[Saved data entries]
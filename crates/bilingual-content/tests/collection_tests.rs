//! Loading content collections from an on-disk tree

use std::fs;
use std::path::Path;

use bilingual_content::{
	ContentCollection, ContentError, ContentSchema, ContentStore, IssueKind, UnknownFieldPolicy,
	site_collections,
};
use rstest::{fixture, rstest};
use tempfile::TempDir;

fn write(root: &Path, relative: &str, content: &str) {
	let path = root.join(relative);
	fs::create_dir_all(path.parent().unwrap()).unwrap();
	fs::write(path, content).unwrap();
}

#[fixture]
fn content_root() -> TempDir {
	let dir = TempDir::new().unwrap();
	write(
		dir.path(),
		"en/index.md",
		"---\ntitle: Handmade by hand\nsubtitle: Jewelry and ceramics\nprimaryButton: Shop\nprimaryButtonLink: /en/products\n---\nWelcome!\n",
	);
	write(dir.path(), "en/about.md", "---\ntitle: About Me\n---\n");
	write(
		dir.path(),
		"en/products/rings.mdx",
		"---\ntitle: Rings\n---\n<Gallery />\n",
	);
	write(dir.path(), "en/notes.txt", "not content");
	write(dir.path(), "he/index.md", "---\ntitle: עבודת יד\n---\nברוכים הבאים\n");
	dir
}

#[rstest]
fn test_load_site_collections(content_root: TempDir) {
	// Arrange
	let collections = site_collections().unwrap();

	// Act
	let store = ContentStore::load(content_root.path(), &collections).unwrap();

	// Assert
	assert_eq!(store.len(), 4);
	let slugs: Vec<&str> = store.collection("en").iter().map(|e| e.slug.as_str()).collect();
	assert_eq!(slugs, vec!["about", "index", "products/rings"]);

	let home = store.get("en", "index").unwrap();
	assert_eq!(home.data.subtitle.as_deref(), Some("Jewelry and ceramics"));
	assert_eq!(home.data.primary_action(), Some(("Shop", "/en/products")));
	assert_eq!(home.body, "Welcome!\n");

	let he_home = store.get("he", "index").unwrap();
	assert_eq!(he_home.data.title, "עבודת יד");
	assert_eq!(he_home.collection, "he");
}

#[rstest]
fn test_missing_collection_directory_is_empty() {
	let dir = TempDir::new().unwrap();
	write(dir.path(), "en/index.md", "---\ntitle: Hi\n---\n");

	let store = ContentStore::load(dir.path(), &site_collections().unwrap()).unwrap();

	assert_eq!(store.collection("en").len(), 1);
	assert!(store.collection("he").is_empty());
	assert!(store.collection("fr").is_empty());
}

#[rstest]
fn test_invalid_document_aborts_load(content_root: TempDir) {
	// Arrange
	write(
		content_root.path(),
		"he/contact.md",
		"---\nsubtitle: צור קשר\nheroImage: /img.png\n---\n",
	);

	// Act
	let result = ContentStore::load(content_root.path(), &site_collections().unwrap());

	// Assert
	match result {
		Err(ContentError::Validation { document, issues }) => {
			assert!(document.ends_with("he/contact.md"));
			assert_eq!(issues.len(), 2);
			assert_eq!(issues[0].field, "title");
			assert_eq!(issues[0].kind, IssueKind::Required);
			assert_eq!(issues[1].field, "heroImage");
			assert_eq!(issues[1].kind, IssueKind::Unrecognized);
		}
		other => panic!("expected validation error, got {other:?}"),
	}
}

#[rstest]
fn test_unknown_fields_ignored_when_configured(content_root: TempDir) {
	// Arrange
	write(
		content_root.path(),
		"he/contact.md",
		"---\ntitle: צור קשר\nheroImage: /img.png\n---\n",
	);
	let schema = ContentSchema::page().with_unknown_fields(UnknownFieldPolicy::Ignore);
	let he = ContentCollection::new("he", schema).unwrap();

	// Act
	let entries = he.load(content_root.path()).unwrap();

	// Assert
	assert_eq!(entries.len(), 2);
	assert_eq!(entries[0].slug, "contact");
}

#[rstest]
fn test_duplicate_slug_rejected(content_root: TempDir) {
	write(content_root.path(), "en/about.mdx", "---\ntitle: About again\n---\n");

	let result = ContentStore::load(content_root.path(), &site_collections().unwrap());

	assert!(matches!(
		result,
		Err(ContentError::DuplicateSlug { collection, slug }) if collection == "en" && slug == "about"
	));
}

#[rstest]
fn test_error_message_identifies_document_and_field(content_root: TempDir) {
	write(content_root.path(), "en/broken.md", "---\ntitle: 42\n---\n");

	let error = ContentStore::load(content_root.path(), &site_collections().unwrap()).unwrap_err();

	let message = error.to_string();
	assert!(message.contains("broken.md"), "{message}");
	assert!(message.contains("title: Expected string, received number"), "{message}");
}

* Your goal
All the entries should be output exactly as given.

* Result below
filename crates/bilingual-content/tests/collection_tests.rs
//! Loading content collections from an on-disk tree

use std::fs;
use std::path::Path;

use bilingual_content::{
	ContentCollection, ContentError, ContentSchema, ContentStore, IssueKind, UnknownFieldPolicy,
	site_collections,
};
use rstest::{fixture, rstest};
use tempfile::TempDir;

fn write(root: &Path, relative: &str, content: &str) {
	let path = root.join(relative);
	fs::create_dir_all(path.parent().unwrap()).unwrap();
	fs::write(path, content).unwrap();
}

#[fixture]
fn content_root() -> TempDir {
	let dir = TempDir::new().unwrap();
	write(
		dir.path(),
		"en/index.md",
		"---\ntitle: Handmade by hand\nsubtitle: Jewelry and ceramics\nprimaryButton: Shop\nprimaryButtonLink: /en/products\n---\nWelcome!\n",
	);
	write(dir.path(), "en/about.md", "---\ntitle: About Me\n---\n");
	write(
		dir.path(),
		"en/products/rings.mdx",
		"---\ntitle: Rings\n---\n<Gallery />\n",
	);
	write(dir.path(), "en/notes.txt", "not content");
	write(dir.path(), "he/index.md", "---\ntitle: עבודת יד\n---\nברוכים הבאים\n");
	dir
}

#[rstest]
fn test_load_site_collections(content_root: TempDir) {
	// Arrange
	let collections = site_collections().unwrap();

	// Act
	let store = ContentStore::load(content_root.path(), &collections).unwrap();

	// Assert
	assert_eq!(store.len(), 4);
	let slugs: Vec<&str> = store.collection("en").iter().map(|e| e.slug.as_str()).collect();
	assert_eq!(slugs, vec!["about", "index", "products/rings"]);

	let home = store.get("en", "index").unwrap();
	assert_eq!(home.data.subtitle.as_deref(), Some("Jewelry and ceramics"));
	assert_eq!(home.data.primary_action(), Some(("Shop", "/en/products")));
	assert_eq!(home.body, "Welcome!\n");

	let he_home = store.get("he", "index").unwrap();
	assert_eq!(he_home.data.title, "עבודת יד");
	assert_eq!(he_home.collection, "he");
}

#[rstest]
fn test_missing_collection_directory_is_empty() {
	let dir = TempDir::new().unwrap();
	write(dir.path(), "en/index.md", "---\ntitle: Hi\n---\n");

	let store = ContentStore::load(dir.path(), &site_collections().unwrap()).unwrap();

	assert_eq!(store.collection("en").len(), 1);
	assert!(store.collection("he").is_empty());
	assert!(store.collection("fr").is_empty());
}

#[rstest]
fn test_invalid_document_aborts_load(content_root: TempDir) {
	// Arrange
	write(
		content_root.path(),
		"he/contact.md",
		"---\nsubtitle: צור קשר\nheroImage: /img.png\n---\n",
	);

	// Act
	let result = ContentStore::load(content_root.path(), &site_collections().unwrap());

	// Assert
	match result {
		Err(ContentError::Validation { document, issues }) => {
			assert!(document.ends_with("he/contact.md"));
			assert_eq!(issues.len(), 2);
			assert_eq!(issues[0].field, "title");
			assert_eq!(issues[0].kind, IssueKind::Required);
			assert_eq!(issues[1].field, "heroImage");
			assert_eq!(issues[1].kind, IssueKind::Unrecognized);
		}
		other => panic!("expected validation error, got {other:?}"),
	}
}

#[rstest]
fn test_unknown_fields_ignored_when_configured(content_root: TempDir) {
	// Arrange
	write(
		content_root.path(),
		"he/contact.md",
		"---\ntitle: צור קשר\nheroImage: /img.png\n---\n",
	);
	let schema = ContentSchema::page().with_unknown_fields(UnknownFieldPolicy::Ignore);
	let he = ContentCollection::new("he", schema).unwrap();

	// Act
	let entries = he.load(content_root.path()).unwrap();

	// Assert
	assert_eq!(entries.len(), 2);
	assert_eq!(entries[0].slug, "contact");
}

#[rstest]
fn test_duplicate_slug_rejected(content_root: TempDir) {
	write(content_root.path(), "en/about.mdx", "---\ntitle: About again\n---\n");

	let result = ContentStore::load(content_root.path(), &site_collections().unwrap());

	assert!(matches!(
		result,
		Err(ContentError::DuplicateSlug { collection, slug }) if collection == "en" && slug == "about"
	));
}

#[rstest]
fn test_error_message_identifies_document_and_field(content_root: TempDir) {
	write(content_root.path(), "en/broken.md", "---\ntitle: 42\n---\n");

	let error = ContentStore::load(content_root.path(), &site_collections().unwrap()).unwrap_err();

	let message = error.to_string();
	assert!(message.contains("broken.md"), "{message}");
	assert!(message.contains("title: Expected string, received number"), "{message}");
}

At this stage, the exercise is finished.